Neither the MCA nor the SEBI require that a management should take prior approval from other shareholders for diversification or acquisition. Non-promoter shareholders have no say in this. In case of so-called ‘professional management’ NO shareholder has any say. In most cases, it is the CEO who takes the call and the rest meekly nod their heads or are presented with a ‘fait accompli’. How do you explain a company like L&T diversifying in to finance or shipbuilding? Why is a company named ITC making agarbatti or FMCG products or owning and running hotels?
SEBI and the MCA must wake up. If there is going to be a diversification or an acquisition or any other action that calls for deployment of capital in to new businesses, there should be a prior approval from the shareholders. And one thing that must be disclosed in detail is how efficiently would the capital be deployed and what is the logic behind diversification. There must be an independent view that is given to the shareholders. And non-promoter shareholders must have a say in what is being done with the money.
There are many companies, which diversify in to businesses that make a mess of their finances and then try and get out. At the time of diversifying, they call it ‘strategic fit’ and at the time when they want to get out, they say that they want to stick to their ‘core’ business! DLF is a case in point. Or we see L&T set up a finance company, a shipyard and so many other businesses.

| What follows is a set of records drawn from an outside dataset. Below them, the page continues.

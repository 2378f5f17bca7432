//! Social account connection state machine
//!
//! ```text
//! disconnected ──connect──▶ connecting ──ok──▶ connected ──sync──▶ syncing
//!      ▲                        │ err              ▲  │               │
//!      └────────────────────────┘                  │  └─disconnect─┐  │ ok / err
//!      ▲                                           └───────────────┼──┘
//!      └───────────────────────────disconnect──────────────────────┘
//! ```
//!
//! The transitions here are pure. [`crate::service::accounts::AccountService`]
//! drives them around the asynchronous collaborator call. Each started
//! operation hands out a [`Ticket`]; completions carrying a stale ticket are
//! ignored, so a sync that finishes after a disconnect cannot revive the
//! connection.

use chrono::{Duration, NaiveDateTime};
use serde::{Deserialize, Serialize};
use std::fmt;

use crate::error::{MingleError, Result};
use crate::types::Platform;

#[derive(Debug, Clone, Copy, PartialEq, Eq, Hash, Serialize, Deserialize)]
#[serde(rename_all = "lowercase")]
pub enum ConnectionState {
    Disconnected,
    Connecting,
    Connected,
    Syncing,
}

impl ConnectionState {
    pub fn as_str(self) -> &'static str {
        match self {
            ConnectionState::Disconnected => "disconnected",
            ConnectionState::Connecting => "connecting",
            ConnectionState::Connected => "connected",
            ConnectionState::Syncing => "syncing",
        }
    }

    /// An external operation is in flight.
    pub fn is_pending(self) -> bool {
        matches!(self, ConnectionState::Connecting | ConnectionState::Syncing)
    }

    pub fn is_connected(self) -> bool {
        matches!(self, ConnectionState::Connected | ConnectionState::Syncing)
    }
}

impl fmt::Display for ConnectionState {
    fn fmt(&self, f: &mut fmt::Formatter<'_>) -> fmt::Result {
        f.write_str(self.as_str())
    }
}

#[derive(Debug, Clone, Copy, PartialEq, Eq, Serialize, Deserialize)]
#[serde(rename_all = "lowercase")]
pub enum SyncOperation {
    Connect,
    Sync,
}

impl fmt::Display for SyncOperation {
    fn fmt(&self, f: &mut fmt::Formatter<'_>) -> fmt::Result {
        match self {
            SyncOperation::Connect => f.write_str("connect"),
            SyncOperation::Sync => f.write_str("sync"),
        }
    }
}

/// Identifies one started connect or sync.
#[derive(Debug, Clone, Copy, PartialEq, Eq)]
pub struct Ticket(u64);

/// Result of asking an account to start an operation.
#[derive(Debug, Clone, Copy, PartialEq, Eq)]
pub enum Begin {
    Started(Ticket),
    /// Another connect or sync is already in flight; nothing changed.
    AlreadyPending,
    /// `connect` on an account that is already connected; nothing changed.
    AlreadyConnected,
}

#[derive(Debug, Clone, PartialEq, Eq, Serialize)]
pub struct SocialAccount {
    platform: Platform,
    username: String,
    state: ConnectionState,
    last_synced_at: Option<NaiveDateTime>,
    #[serde(skip)]
    epoch: u64,
}

impl SocialAccount {
    pub fn new(platform: Platform) -> Self {
        Self {
            platform,
            username: String::new(),
            state: ConnectionState::Disconnected,
            last_synced_at: None,
            epoch: 0,
        }
    }

    /// Rebuild an account from stored fields.
    ///
    /// Pending states cannot outlive the process that started them, so they
    /// restore as the state they would roll back to.
    pub fn restore(
        platform: Platform,
        username: String,
        state: ConnectionState,
        last_synced_at: Option<NaiveDateTime>,
    ) -> Self {
        let state = match state {
            ConnectionState::Connecting => ConnectionState::Disconnected,
            ConnectionState::Syncing => ConnectionState::Connected,
            settled => settled,
        };
        let last_synced_at = if state.is_connected() {
            last_synced_at
        } else {
            None
        };
        Self {
            platform,
            username,
            state,
            last_synced_at,
            epoch: 0,
        }
    }

    pub fn platform(&self) -> Platform {
        self.platform
    }

    pub fn username(&self) -> &str {
        &self.username
    }

    pub fn state(&self) -> ConnectionState {
        self.state
    }

    pub fn last_synced_at(&self) -> Option<NaiveDateTime> {
        self.last_synced_at
    }

    pub fn set_username(&mut self, username: impl Into<String>) -> Result<()> {
        if self.state != ConnectionState::Disconnected {
            return Err(self.rejected("change the username of"));
        }
        self.username = username.into();
        Ok(())
    }

    pub fn begin_connect(&mut self) -> Result<Begin> {
        match self.state {
            ConnectionState::Connecting | ConnectionState::Syncing => Ok(Begin::AlreadyPending),
            ConnectionState::Connected => Ok(Begin::AlreadyConnected),
            ConnectionState::Disconnected => {
                if self.username.trim().is_empty() {
                    return Err(MingleError::Validation(format!(
                        "username required to connect {}",
                        self.platform.label()
                    )));
                }
                self.state = ConnectionState::Connecting;
                Ok(Begin::Started(self.next_ticket()))
            }
        }
    }

    /// `connecting → connected`. Returns false if the ticket is stale.
    pub fn complete_connect(&mut self, ticket: Ticket, now: NaiveDateTime) -> bool {
        if !self.holds(ticket, ConnectionState::Connecting) {
            return false;
        }
        self.state = ConnectionState::Connected;
        self.last_synced_at = Some(now);
        true
    }

    /// `connecting → disconnected`, keeping the username for a retry.
    pub fn fail_connect(&mut self, ticket: Ticket) -> bool {
        if !self.holds(ticket, ConnectionState::Connecting) {
            return false;
        }
        self.state = ConnectionState::Disconnected;
        true
    }

    pub fn begin_sync(&mut self) -> Result<Begin> {
        match self.state {
            ConnectionState::Connecting | ConnectionState::Syncing => Ok(Begin::AlreadyPending),
            ConnectionState::Disconnected => Err(self.rejected("sync")),
            ConnectionState::Connected => {
                self.state = ConnectionState::Syncing;
                Ok(Begin::Started(self.next_ticket()))
            }
        }
    }

    /// `syncing → connected` with a fresh stamp. The stamp never moves backwards.
    pub fn complete_sync(&mut self, ticket: Ticket, now: NaiveDateTime) -> bool {
        if !self.holds(ticket, ConnectionState::Syncing) {
            return false;
        }
        self.state = ConnectionState::Connected;
        self.last_synced_at = Some(match self.last_synced_at {
            Some(previous) if previous > now => previous,
            _ => now,
        });
        true
    }

    /// `syncing → connected`; a failed sync never drops the connection.
    pub fn fail_sync(&mut self, ticket: Ticket) -> bool {
        if !self.holds(ticket, ConnectionState::Syncing) {
            return false;
        }
        self.state = ConnectionState::Connected;
        true
    }

    /// `connected | syncing → disconnected`. The username is kept.
    pub fn disconnect(&mut self) -> Result<()> {
        if !self.state.is_connected() {
            return Err(self.rejected("disconnect"));
        }
        self.state = ConnectionState::Disconnected;
        self.last_synced_at = None;
        // Invalidates the ticket of any sync still in flight.
        self.epoch += 1;
        Ok(())
    }

    /// Connected, idle, and last synced at least `interval` ago.
    pub fn is_due_for_sync(&self, now: NaiveDateTime, interval: Duration) -> bool {
        if self.state != ConnectionState::Connected {
            return false;
        }
        match self.last_synced_at {
            Some(last) => now - last >= interval,
            None => true,
        }
    }

    fn next_ticket(&mut self) -> Ticket {
        self.epoch += 1;
        Ticket(self.epoch)
    }

    fn holds(&self, ticket: Ticket, state: ConnectionState) -> bool {
        self.state == state && ticket.0 == self.epoch
    }

    fn rejected(&self, action: &'static str) -> MingleError {
        MingleError::invalid_transition(format!("{} account", self.platform), action, self.state)
    }
}

/// One account record per platform, all starting disconnected.
#[derive(Debug, Clone, PartialEq, Eq)]
pub struct AccountBook {
    accounts: [SocialAccount; 4],
}

impl Default for AccountBook {
    fn default() -> Self {
        Self::new()
    }
}

impl AccountBook {
    pub fn new() -> Self {
        Self {
            accounts: Platform::ALL.map(SocialAccount::new),
        }
    }

    /// Start from defaults and overlay stored records.
    pub fn restore(stored: impl IntoIterator<Item = SocialAccount>) -> Self {
        let mut book = Self::new();
        for account in stored {
            let slot = slot(account.platform);
            book.accounts[slot] = account;
        }
        book
    }

    pub fn get(&self, platform: Platform) -> &SocialAccount {
        &self.accounts[slot(platform)]
    }

    pub fn get_mut(&mut self, platform: Platform) -> &mut SocialAccount {
        &mut self.accounts[slot(platform)]
    }

    pub fn iter(&self) -> impl Iterator<Item = &SocialAccount> {
        self.accounts.iter()
    }
}

fn slot(platform: Platform) -> usize {
    match platform {
        Platform::Instagram => 0,
        Platform::Twitter => 1,
        Platform::Linkedin => 2,
        Platform::Tiktok => 3,
    }
}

Every company in multiple businesses publishes a ‘segment’ report. See the ‘capital employed’ in each business segment and the profits that come out of it. The probability is more than half that the non-core businesses generate a poor Return as compared to the core business. Clearly, it is an abuse of corporate governance.
In every investment choice I make, I like to see ‘capital allocation’. Many big names do badly on this score. The MCA should wake up to this gross mis-governance by companies and take steps to engage the non-promoter shareholders in such decisions. Otherwise, we will have ‘professional’ and ‘family’ managements destroy the other shareholders. And surely, no such data or information is ‘confidential’ or would materially change anything.
As the regulator does not oblige me, it is better that I vote with my feet. Why invest in to companies that engage in corporate action without a prior dialogue with other shareholders? If you follow this one rule, you will keep yourself out of poor managements. If the management has no use for the surplus generated, it should give it to the shareholder as dividend or buy back shares. Look at companies like HUL. They do not diversify in to ‘wind power’ or ‘NBFC’ business.